Formas de leer un libro

Ir a comprar un libro tiene algo de caza incruenta. El coto o la sabana de una librería nos sumergen en un tiempo sin relojes en el que, ensimismados y ávidos, seleccionamos piezas, sacamos volúmenes de las estanterías o cogemos alguno de los libros apilados en las mesas de novedades. En las librerías ralentizamos nuestros movimientos, como si nos rodasen a cámara lenta, pues nos desenvolvemos con la sensación de estar en un espacio sagrado en el que hablar alto merece miradas de reconvención.

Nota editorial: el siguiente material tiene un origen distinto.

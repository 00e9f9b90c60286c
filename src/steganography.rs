//! Main steganography engine: the encrypt → select → chain → package
//! pipeline for embedding, and its exact reverse for extraction.
//!
//! Everything downstream of the master key is deterministic, so embedding
//! the same message into the same cover under the same key and alias count
//! produces byte-identical stego output and an identical serialised key.

use rayon::prelude::*;

use crate::chain::{build_chain, walk_chain};
use crate::crypto::{derive_master_key, open, seal, MasterKey};
use crate::error::{Result, VeilchainError};
use crate::grid::PixelGrid;
use crate::key::StegoKey;
use crate::pointer::{negotiate_alias, CandidateSet, PointerTable};
use crate::progress::{CancelFlag, Phase, ProgressSink};

/// Default alias count: on average 32 pointer values per candidate, giving
/// a 2048-pixel candidate set on covers of any real size.
pub const DEFAULT_ALIAS: u16 = 32;

/// GCM tag bytes the chain carries on top of the plaintext.
const SEAL_OVERHEAD: usize = 16;

/// Summary of what an embed actually touched.
#[derive(Debug, Clone)]
pub struct EmbedStats {
    /// Pixels in the cover, `W·H`.
    pub total_pixels: usize,
    /// Chain positions, equal to the ciphertext length.
    pub chain_len: usize,
    /// Chain pixels whose stored bytes differ from the cover.
    pub pixels_modified: usize,
    /// Individual channel bytes that changed.
    pub channels_modified: usize,
    /// `pixels_modified` as a percentage of the whole image.
    pub percent_modified: f64,
}

/// Result of a successful embed: the compact key and the damage report.
#[derive(Debug, Clone)]
pub struct EmbedOutcome {
    pub key: String,
    pub stats: EmbedStats,
}

/// Pointer-chain steganography engine.
pub struct VeilchainStego {
    alias: u16,
    cancel: Option<CancelFlag>,
}

impl Default for VeilchainStego {
    fn default() -> Self {
        Self::new()
    }
}

impl VeilchainStego {
    pub fn new() -> Self {
        Self {
            alias: DEFAULT_ALIAS,
            cancel: None,
        }
    }

    /// Engine with a caller-chosen alias count. Values that cannot seat the
    /// ciphertext are renegotiated downward during embed; the effective
    /// value travels in the serialised key.
    pub fn with_alias(alias: u16) -> Self {
        Self {
            alias: alias.max(1),
            cancel: None,
        }
    }

    /// Attach a cancellation handle, observed at the per-byte yield points.
    pub fn cancel_flag(mut self, flag: CancelFlag) -> Self {
        self.cancel = Some(flag);
        self
    }

    fn check_cancel(&self) -> Result<()> {
        match &self.cancel {
            Some(flag) if flag.is_cancelled() => Err(VeilchainError::Cancelled),
            _ => Ok(()),
        }
    }

    /// Embed under a freshly derived master key (the normal path: one key
    /// per message, never reused).
    pub fn embed(
        &self,
        grid: &mut PixelGrid,
        message: &[u8],
        progress: &mut dyn ProgressSink,
    ) -> Result<EmbedOutcome> {
        let master = derive_master_key();
        self.embed_with_key(grid, message, &master, progress)
    }

    /// Embed under a caller-supplied master key. Reproducible by design;
    /// sealing *different* messages under one key forfeits the AEAD's
    /// nonce guarantees, so reuse keys only to reproduce identical runs.
    pub fn embed_with_key(
        &self,
        grid: &mut PixelGrid,
        message: &[u8],
        master: &MasterKey,
        progress: &mut dyn ProgressSink,
    ) -> Result<EmbedOutcome> {
        self.check_cancel()?;
        progress.report(0.0, Phase::Encrypt);
        let ciphertext = seal(master, message)?;
        let chain_len = ciphertext.len();

        let pixel_count = grid.pixel_count();
        if chain_len > pixel_count {
            return Err(VeilchainError::Capacity {
                needed: chain_len,
                available: pixel_count,
            });
        }
        if chain_len > u16::MAX as usize {
            // the key format carries the length as two bytes
            return Err(VeilchainError::Capacity {
                needed: chain_len,
                available: u16::MAX as usize,
            });
        }

        let alias = negotiate_alias(self.alias, chain_len);

        progress.report(0.0, Phase::SelectPixels);
        self.check_cancel()?;
        let set = CandidateSet::select(master, pixel_count, alias);
        if set.len() < chain_len {
            return Err(VeilchainError::Capacity {
                needed: chain_len,
                available: set.len(),
            });
        }

        progress.report(0.0, Phase::PreparePointers);
        self.check_cancel()?;
        let table = PointerTable::build(master, set.len());

        progress.report(0.0, Phase::EncodeBytes);
        let before = grid.as_bytes().to_vec();
        let mut placed = 0usize;
        let start = build_chain(grid, &set, &table, &ciphertext, |_| {
            placed += 1;
            progress.report(placed as f64 / chain_len as f64, Phase::EncodeBytes);
            self.check_cancel()
        })?;

        progress.report(1.0, Phase::WritePixels);
        let stats = embed_stats(&before, grid, chain_len);

        progress.report(1.0, Phase::PackageKey);
        let key = StegoKey {
            master: master.clone(),
            alias,
            chain_len: chain_len as u16,
            start,
        }
        .serialise(pixel_count);

        progress.report(1.0, Phase::Done);
        Ok(EmbedOutcome { key, stats })
    }

    /// Recover the plaintext from a stego image and its serialised key.
    /// Needs neither the original cover nor the plaintext length.
    pub fn extract(&self, grid: &PixelGrid, key_text: &str) -> Result<Vec<u8>> {
        self.check_cancel()?;
        let key = StegoKey::parse(key_text)?;
        let pixel_count = grid.pixel_count();
        let chain_len = key.chain_len as usize;

        if chain_len > pixel_count {
            return Err(VeilchainError::KeyFormat(format!(
                "chain of {} exceeds the {} pixels of this image",
                chain_len, pixel_count
            )));
        }

        let set = CandidateSet::select(&key.master, pixel_count, key.alias);
        if chain_len > set.len() {
            return Err(VeilchainError::KeyFormat(
                "chain longer than the candidate set".into(),
            ));
        }
        if key.start >= set.len() {
            return Err(VeilchainError::KeyFormat(format!(
                "start position {} outside candidate set of {}",
                key.start,
                set.len()
            )));
        }

        let ciphertext = walk_chain(grid, &set, &key.master, chain_len, key.start);
        open(&key.master, &ciphertext)
    }
}

/// Largest message (in bytes) an image of `pixel_count` pixels can carry.
/// Alias renegotiation makes this independent of the requested alias count:
/// the chain is bounded by the image, the pointer space, and the two-byte
/// length field, minus the seal overhead.
pub fn calculate_capacity(pixel_count: usize) -> usize {
    pixel_count
        .min(u16::MAX as usize)
        .saturating_sub(SEAL_OVERHEAD)
}

fn embed_stats(before: &[u8], after: &PixelGrid, chain_len: usize) -> EmbedStats {
    let (pixels_modified, channels_modified) = before
        .par_chunks_exact(4)
        .zip(after.as_bytes().par_chunks_exact(4))
        .map(|(a, b)| {
            let changed = a.iter().zip(b.iter()).filter(|(x, y)| x != y).count();
            ((changed > 0) as usize, changed)
        })
        .reduce(|| (0, 0), |x, y| (x.0 + y.0, x.1 + y.1));

    let total_pixels = after.pixel_count();
    EmbedStats {
        total_pixels,
        chain_len,
        pixels_modified,
        channels_modified,
        percent_modified: 100.0 * pixels_modified as f64 / total_pixels as f64,
    }
}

Antes de que sea nuestro, ojeamos el argumento, la biografía del escritor en la solapa —si no lo conocemos— y leemos la primera página. Esto es la prueba del nueve. Si el primer párrafo es un relámpago y los siguientes tienen cadencia y nos impelen a continuar leyendo, lo compramos. A la buchaca. Ya tenemos botín.

Sentados en casa, antes de la vista recurrimos a otros sentidos para posesionarnos de él. El olfato y el tacto. Olemos el papel y la tinta con los ojos cerrados, pasamos con lentitud las yemas de los dedos por sus hojas para calibrar la calidad del papel, y sonreímos. Esta exploración sensorial es especialmente gustosa si el papel de las guardas es de buen gramaje, tiene un color vistoso o reproduce un mapa o una imagen alusiva al contenido.

"Las dedicatorias. Me gustan las escuetas, las directas, y me horripilan las almibaradas. Camilo José Cela tiene dos gloriosas. La de La familia de Pascual Duarte —famosa— es un ajuste de cuentas: Dedico este libro a mis enemigos, que tanto me han ayudado en mi carrera. "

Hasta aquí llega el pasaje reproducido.